1 Introduction

Sampling distributions form the cornerstone of statistical inference. They describe the probability distribution of a sample statistic calculated from random samples. This note explores both exact (finite-sample) and asymptotic (large-sample) distributions for key statistics including sample means, proportions, and related test statistics.

2 Sampling Distribution of the Sample Mean

When the population is normal, by the property of normal distribution, the sum of the iid random variables are exactly normally distributed. If the population is not a normal distribution, using the Central Limit Theorem (CLT), the sum of the iid random variables is asymptotically normally distributed.

2.1 Exact Distribution

For a random sample \(X_1, X_2, \ldots, X_n\) from a normal population \(N(\mu, \sigma^2)\), the sample mean has an exact normal distribution:

\[ \bar{X} \to N\left(\mu, \frac{\sigma}{\sqrt{n}}\right) \]

The standardized version is:

\[ Z = \frac{\bar{X}-\mu}{\sigma/\sqrt{n}} \overset{d}{\to} N(0, 1) \]

Example: We simulate data from normal distribution to explain the above sampling distribution of sample means from a normal population.

set.seed(123)
n <- 10
mu <- 5
sigma <- 2

n.samples <- 10000
sample.means <- replicate(n.samples, mean(rnorm(n, mu, sigma)))  # replicate() is a wrapper function 
                                                                 # sapply()

# Create theoretical curve data
x.vals <- seq(mu - 3*sigma/sqrt(n), mu + 3*sigma/sqrt(n), length.out = 100)
theory.density <- dnorm(x.vals, mean = mu, sd = sigma/sqrt(n))
theory.df <- data.frame(x = x.vals, density = theory.density)

xbar.plt <- ggplot(data.frame(mean = sample.means), aes(x = mean)) +
  geom_histogram(aes(y = ..density..), bins = 50, alpha = 0.7, fill = "gray") +
  geom_line(data = theory.df, aes(x = x, y = density), 
            color = "red", linewidth = 1) +
  labs(title = "Exact Sampling Distribution of Sample Mean \nNormal Population (n = 10)",
       x = "Sample Mean", y = "Density") +
   theme(plot.title = element_text(hjust = 0.5),
        plot.margin = margin(t = 35, r = 20, b = 30, l = 30, unit = "pt"))

ggplotly(xbar.plt)

2.2 Asymptotic Sampling Distribution (Central Limit Theorem)

The asymptotic sampling distribution is the approximate probability distribution of a sample statistic (like the mean, proportion, or regression coefficient) when the sample size \(n\) is very large (approaches infinity).

For any population with finite mean \(\mu\) and variance \(\sigma^2\), as \(n \to \infty\):

\[ Z = \frac{\bar{X}-\mu}{\sigma/\sqrt{n}} \to_{\text{approx}} N(0, 1) \]

Example We simulation 100000 ransom samples with size 50 from a skewed exponential population.

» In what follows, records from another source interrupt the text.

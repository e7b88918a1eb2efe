//! Order assembly: converts a cart snapshot into a durable order.
//!
//! The flow runs against a [`CheckoutUnitOfWork`] — a transaction-scoped
//! storage surface owned by the caller. Either every write in the flow
//! commits, or the transaction rolls back and nothing is observable.

use bigdecimal::BigDecimal;
use chrono::{DateTime, Utc};
use uuid::Uuid;

use super::errors::DomainError;
use super::money::{line_subtotal, round_money};
use super::order::NewOrderInput;
use super::status::OrderStatus;

/// A cart line joined with the product fields checkout validates against.
/// `available_stock` must be read under the same lock the decrement uses.
#[derive(Debug, Clone)]
pub struct CartLineWithProduct {
    pub product_id: Uuid,
    pub product_name: String,
    pub unit_price: BigDecimal,
    pub available_stock: i32,
    pub is_active: bool,
    pub quantity: i32,
}

#[derive(Debug, Clone)]
pub struct NewOrderRecord {
    pub id: Uuid,
    pub order_number: String,
    pub user_id: Uuid,
    pub status: OrderStatus,
    pub total_amount: BigDecimal,
    pub shipping_address: String,
    pub payment_method: String,
    pub notes: Option<String>,
}

#[derive(Debug, Clone)]
pub struct NewOrderLineRecord {
    pub product_id: Uuid,
    pub quantity: i32,
    pub unit_price: BigDecimal,
}

/// Storage operations of the checkout flow. All calls happen inside one
/// transaction; `decrement_stock` must be atomic relative to concurrent
/// decrements on the same product and fail with `InsufficientStock` rather
/// than drive stock below zero. There is no compensating-action path —
/// rollback is the only recovery.
pub trait CheckoutUnitOfWork {
    fn load_cart_with_products(
        &mut self,
        user_id: Uuid,
    ) -> Result<Vec<CartLineWithProduct>, DomainError>;

    fn create_order(
        &mut self,
        order: NewOrderRecord,
        lines: Vec<NewOrderLineRecord>,
    ) -> Result<(), DomainError>;

    fn decrement_stock(&mut self, product_id: Uuid, amount: i32) -> Result<(), DomainError>;

    fn delete_cart_lines(&mut self, user_id: Uuid) -> Result<(), DomainError>;
}

/// Sum of `unit_price × quantity` over the cart, two decimal places, half-up.
pub fn order_total(lines: &[CartLineWithProduct]) -> BigDecimal {
    let sum = lines.iter().fold(BigDecimal::from(0), |acc, line| {
        acc + line_subtotal(&line.unit_price, line.quantity)
    });
    round_money(sum)
}

/// Time-based order number with a user fragment, e.g. `ORD-1718000000000-9f3c01ab`.
/// Unique in practice; the column's UNIQUE constraint backstops collisions.
pub fn generate_order_number(user_id: Uuid, at: DateTime<Utc>) -> String {
    let user = user_id.simple().to_string();
    format!("ORD-{}-{}", at.timestamp_millis(), &user[..8])
}

/// Place an order from the user's cart.
///
/// Validates every line against the live product record, freezes per-line
/// prices, writes the order and its lines, decrements stock, and clears the
/// cart — in that sequence, entirely inside the caller's transaction. Any
/// failure leaves the cart, inventory, and order tables untouched.
pub fn assemble_order<U: CheckoutUnitOfWork + ?Sized>(
    uow: &mut U,
    user_id: Uuid,
    input: NewOrderInput,
) -> Result<Uuid, DomainError> {
    let lines = uow.load_cart_with_products(user_id)?;
    if lines.is_empty() {
        return Err(DomainError::EmptyCart);
    }

    for line in &lines {
        if !line.is_active {
            return Err(DomainError::ProductUnavailable {
                name: line.product_name.clone(),
            });
        }
        if line.available_stock < line.quantity {
            return Err(DomainError::InsufficientStock {
                name: line.product_name.clone(),
                available: line.available_stock,
            });
        }
    }

    let order_id = Uuid::new_v4();
    let order = NewOrderRecord {
        id: order_id,
        order_number: generate_order_number(user_id, Utc::now()),
        user_id,
        status: OrderStatus::Pending,
        total_amount: order_total(&lines),
        shipping_address: input.shipping_address,
        payment_method: input.payment_method,
        notes: input.notes,
    };
    let order_lines = lines
        .iter()
        .map(|line| NewOrderLineRecord {
            product_id: line.product_id,
            quantity: line.quantity,
            unit_price: line.unit_price.clone(),
        })
        .collect();

    uow.create_order(order, order_lines)?;
    for line in &lines {
        uow.decrement_stock(line.product_id, line.quantity)?;
    }
    uow.delete_cart_lines(user_id)?;

    Ok(order_id)
}

#[cfg(test)]
mod tests {
    use std::collections::HashMap;
    use std::str::FromStr;

    use super::*;

    #[derive(Default)]
    struct FakeUow {
        cart: Vec<CartLineWithProduct>,
        stock: HashMap<Uuid, i32>,
        orders: Vec<(NewOrderRecord, Vec<NewOrderLineRecord>)>,
        cart_cleared: bool,
    }

    impl FakeUow {
        fn with_line(mut self, price: &str, stock: i32, quantity: i32, active: bool) -> Self {
            let product_id = Uuid::new_v4();
            self.stock.insert(product_id, stock);
            self.cart.push(CartLineWithProduct {
                product_id,
                product_name: format!("product-{}", self.cart.len()),
                unit_price: BigDecimal::from_str(price).unwrap(),
                available_stock: stock,
                is_active: active,
                quantity,
            });
            self
        }
    }

    impl CheckoutUnitOfWork for FakeUow {
        fn load_cart_with_products(
            &mut self,
            _user_id: Uuid,
        ) -> Result<Vec<CartLineWithProduct>, DomainError> {
            Ok(self.cart.clone())
        }

        fn create_order(
            &mut self,
            order: NewOrderRecord,
            lines: Vec<NewOrderLineRecord>,
        ) -> Result<(), DomainError> {
            self.orders.push((order, lines));
            Ok(())
        }

        fn decrement_stock(&mut self, product_id: Uuid, amount: i32) -> Result<(), DomainError> {
            let stock = self.stock.get_mut(&product_id).expect("unknown product");
            if *stock < amount {
                return Err(DomainError::InsufficientStock {
                    name: product_id.to_string(),
                    available: *stock,
                });
            }
            *stock -= amount;
            Ok(())
        }

        fn delete_cart_lines(&mut self, _user_id: Uuid) -> Result<(), DomainError> {
            self.cart.clear();
            self.cart_cleared = true;
            Ok(())
        }
    }

    fn input() -> NewOrderInput {
        NewOrderInput {
            shipping_address: "1 Main St".to_string(),
            payment_method: "cash".to_string(),
            notes: None,
        }
    }

    fn dec(s: &str) -> BigDecimal {
        BigDecimal::from_str(s).unwrap()
    }

    #[test]
    fn places_order_and_freezes_prices() {
        // cart = [{400.00 × 2}, {550.00 × 1}], stock 5 and 3
        let mut uow = FakeUow::default()
            .with_line("400.00", 5, 2, true)
            .with_line("550.00", 3, 1, true);
        let a = uow.cart[0].product_id;
        let b = uow.cart[1].product_id;
        let user_id = Uuid::new_v4();

        let order_id = assemble_order(&mut uow, user_id, input()).expect("order should succeed");

        assert_eq!(uow.orders.len(), 1);
        let (order, lines) = &uow.orders[0];
        assert_eq!(order.id, order_id);
        assert_eq!(order.user_id, user_id);
        assert_eq!(order.status, OrderStatus::Pending);
        assert_eq!(order.total_amount, dec("1350.00"));
        assert_eq!(lines.len(), 2);
        assert_eq!(lines[0].unit_price, dec("400.00"));
        assert_eq!(lines[1].unit_price, dec("550.00"));
        assert_eq!(uow.stock[&a], 3);
        assert_eq!(uow.stock[&b], 2);
        assert!(uow.cart_cleared);
    }

    #[test]
    fn empty_cart_fails_without_writes() {
        let mut uow = FakeUow::default();

        let err = assemble_order(&mut uow, Uuid::new_v4(), input()).unwrap_err();

        assert!(matches!(err, DomainError::EmptyCart));
        assert!(uow.orders.is_empty());
        assert!(!uow.cart_cleared);
    }

    #[test]
    fn inactive_product_aborts_whole_order() {
        let mut uow = FakeUow::default()
            .with_line("10.00", 5, 1, true)
            .with_line("20.00", 5, 1, false);
        let stock_before = uow.stock.clone();

        let err = assemble_order(&mut uow, Uuid::new_v4(), input()).unwrap_err();

        assert!(matches!(err, DomainError::ProductUnavailable { .. }));
        assert!(uow.orders.is_empty());
        assert_eq!(uow.stock, stock_before);
        assert!(!uow.cart_cleared);
    }

    #[test]
    fn insufficient_stock_reports_remaining_quantity() {
        let mut uow = FakeUow::default().with_line("10.00", 2, 3, true);

        let err = assemble_order(&mut uow, Uuid::new_v4(), input()).unwrap_err();

        match err {
            DomainError::InsufficientStock { available, .. } => assert_eq!(available, 2),
            other => panic!("expected InsufficientStock, got {other:?}"),
        }
        assert!(uow.orders.is_empty());
        assert!(!uow.cart_cleared);
    }

    #[test]
    fn total_rounds_half_up() {
        let lines = [CartLineWithProduct {
            product_id: Uuid::new_v4(),
            product_name: "x".to_string(),
            unit_price: dec("0.125"),
            available_stock: 1,
            is_active: true,
            quantity: 1,
        }];
        assert_eq!(order_total(&lines), dec("0.13"));
    }

    #[test]
    fn order_number_embeds_timestamp_and_user_fragment() {
        let user_id = Uuid::new_v4();
        let at = Utc::now();
        let number = generate_order_number(user_id, at);

        assert!(number.starts_with(&format!("ORD-{}-", at.timestamp_millis())));
        assert!(number.ends_with(&user_id.simple().to_string()[..8]));
    }
}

As the sample size gets larger, the sampling distribution of the sample means are approximately distributed.

set.seed(123)
n.large <- 50
lambda <- 1/5  # Mean = 5

# Generate multiple samples from exponential distribution
n.samples <- 10000
exp.means <- replicate(n.samples, mean(rexp(n.large, rate = lambda)))

# Compare with normal approximation
theoretical.mean <- 1/lambda  # 5
theoretical.sd <- (1/lambda)/sqrt(n.large)  # 5/sqrt(50)

theory.density <- dnorm(x.vals, mean = theoretical.mean, sd = theoretical.sd)
theory.df <- data.frame(x = x.vals, density = theory.density)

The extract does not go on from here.